Sunnyside railway station was formerly located at the intersection of King Street, Queen Street West and Roncesvalles Avenue in Toronto, Ontario, Canada. It operated passenger service from 1910 until 1971.

History
The Grand Trunk Railway (GTR) had operated rail lines along the lakeshore of Toronto since 1850. The lines encountered a steep hill into the Parkdale area of Toronto, from the west. In the first decade of the 1900s, the GTR operated the South Parkdale railway station at the intersection of Jameson Avenue and Springhurst Avenue. In 1910, the GTR embarked on a project to create a cut through the Parkdale neighbourhood, eliminating the grade. The railway decided to close the South Parkdale station and build a new one at the foot of Roncesvalles Avenue, in the area commonly known as 'Sunnyside'.

The company built a temporary station, opening service in 1910. A permanent station was completed in 1912. It was situated at street level at the King and Queen Streets intersection. The ticket office and waiting area was at street level, and passengers would walk down staircases to track level. A separate bridge would pass over the tracks for passengers travelling east-bound.

The grade elimination project also removed a level crossing of Queen Street to the Lakeshore Road. The following year a roadway bridge was built over the tracks immediately to the west of the station to connect the Sunnyside intersection with Lakeshore Road. The bridge was eventually demolished in the 1950s to build the Gardiner Expressway project.
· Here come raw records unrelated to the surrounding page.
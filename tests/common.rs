use std::fs;
use std::path::PathBuf;
use std::process::{Command, Output};
use tempfile::TempDir;

// Each integration test binary uses a different subset of these helpers.
#[allow(dead_code)]
pub struct TestContext {
    pub _temp_dir: TempDir,
    pub config_path: PathBuf,
    pub data_dir: PathBuf,
    pub install_root: PathBuf,
    pub catalog_dir: PathBuf,
    pub scripts_dir: PathBuf,
    pub commands_dir: PathBuf,
    pub dispatcher: PathBuf,
    pub bin_path: PathBuf,
    pub force_32bit: bool,
}

#[allow(dead_code)]
impl TestContext {
    pub fn new() -> Self {
        let temp_dir = TempDir::new().expect("Failed to create temp dir");
        let root = temp_dir.path();

        let dispatcher = root.join("lib").join("shim");
        fs::create_dir_all(dispatcher.parent().unwrap()).unwrap();
        fs::write(&dispatcher, b"DISPATCHER").unwrap();

        Self {
            config_path: root.join("config.json"),
            data_dir: root.join("data").join("pythonup"),
            install_root: root.join("appdata"),
            catalog_dir: root.join("versions"),
            scripts_dir: root.join("scripts"),
            commands_dir: root.join("cmd"),
            dispatcher,
            bin_path: PathBuf::from(env!("CARGO_BIN_EXE_pythonup")),
            force_32bit: false,
            _temp_dir: temp_dir,
        }
    }

    pub fn cmd(&self) -> Command {
        let mut cmd = Command::new(&self.bin_path);
        cmd.env("PYTHONUP_CONFIG", &self.config_path);
        cmd.env("PYTHONUP_DATA_DIR", &self.data_dir);
        cmd.env("PYTHONUP_INSTALL_ROOT", &self.install_root);
        cmd.env("PYTHONUP_CATALOG_DIR", &self.catalog_dir);
        cmd.env("PYTHONUP_SCRIPTS_DIR", &self.scripts_dir);
        cmd.env("PYTHONUP_COMMANDS_DIR", &self.commands_dir);
        cmd.env("PYTHONUP_DISPATCHER_PATH", &self.dispatcher);
        if self.force_32bit {
            cmd.env("PYTHONUP_FORCE_32BIT", "true");
        } else {
            cmd.env_remove("PYTHONUP_FORCE_32BIT");
        }
        cmd.env_remove("RUST_LOG");
        // Keep the real home out of reach
        cmd.env("HOME", self._temp_dir.path());
        cmd.env("XDG_DATA_HOME", self._temp_dir.path().join("xdg-data"));
        cmd.env("XDG_CONFIG_HOME", self._temp_dir.path().join("xdg-config"));
        cmd
    }

    pub fn run(&self, args: &[&str]) -> CommandOutput {
        self.cmd()
            .args(args)
            .output()
            .expect("Failed to run pythonup")
            .into()
    }

    /// Adds a catalog entry pointing at an unreachable URL.
    pub fn add_version(&self, name: &str, version_info: &[u32]) {
        fs::create_dir_all(&self.catalog_dir).unwrap();
        let record = serde_json::json!({
            "installer_kind": "modern",
            "url": format!("http://127.0.0.1:9/python-{}.exe", name),
            "checksum": "0".repeat(64),
            "version_info": version_info,
        });
        fs::write(
            self.catalog_dir.join(format!("{}.json", name)),
            serde_json::to_string_pretty(&record).unwrap(),
        )
        .unwrap();
    }

    /// Lays out an installation as the native installer would.
    pub fn fake_install(&self, name: &str, scripts: &[(&str, &str)]) -> PathBuf {
        let install_dir = self
            .install_root
            .join("Programs")
            .join("Python")
            .join(format!("Python{}", name.replace('.', "")));
        let scripts_dir = install_dir.join("Scripts");
        fs::create_dir_all(&scripts_dir).unwrap();
        fs::write(install_dir.join(exe("python")), format!("python {}", name)).unwrap();
        for (script, content) in scripts {
            fs::write(scripts_dir.join(script), content).unwrap();
        }
        install_dir
    }

    pub fn active_versions(&self) -> String {
        fs::read_to_string(self.data_dir.join("active-versions.txt")).unwrap_or_default()
    }
}

pub fn exe(stem: &str) -> String {
    format!("{}{}", stem, std::env::consts::EXE_SUFFIX)
}

#[allow(dead_code)]
pub struct CommandOutput {
    pub stdout: String,
    pub stderr: String,
    pub status: std::process::ExitStatus,
}

impl From<Output> for CommandOutput {
    fn from(output: Output) -> Self {
        Self {
            stdout: String::from_utf8_lossy(&output.stdout).to_string(),
            stderr: String::from_utf8_lossy(&output.stderr).to_string(),
            status: output.status,
        }
    }
}

#[allow(dead_code)]
impl CommandOutput {
    pub fn assert_success(&self) -> &Self {
        if !self.status.success() {
            panic!(
                "Command failed with status {:?}\nstdout: {}\nstderr: {}",
                self.status.code(),
                self.stdout,
                self.stderr
            );
        }
        self
    }

    pub fn assert_failure(&self) -> &Self {
        if self.status.success() {
            panic!(
                "Command unexpectedly succeeded\nstdout: {}\nstderr: {}",
                self.stdout, self.stderr
            );
        }
        self
    }

    pub fn assert_stdout_contains(&self, text: &str) -> &Self {
        assert!(
            self.stdout.contains(text),
            "Stdout did not contain '{}'\nActual stdout: {}",
            text,
            self.stdout
        );
        self
    }

    pub fn assert_stderr_contains(&self, text: &str) -> &Self {
        assert!(
            self.stderr.contains(text),
            "Stderr did not contain '{}'\nActual stderr: {}",
            text,
            self.stderr
        );
        self
    }
}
The location was well-situated, with access to the popular Sunnyside Amusement Park located nearby and streetcar routes nearby. A coach station, the Sunnyside Bus Terminal, was built across the street in 1936, providing access to motor coaches of the Gray Coach bus lines. The Edgewater Hotel was built next to the bus station on the north-west corner of the intersection in 1939.

The rail lines and service was amalgamated into Canadian National Railways around 1920.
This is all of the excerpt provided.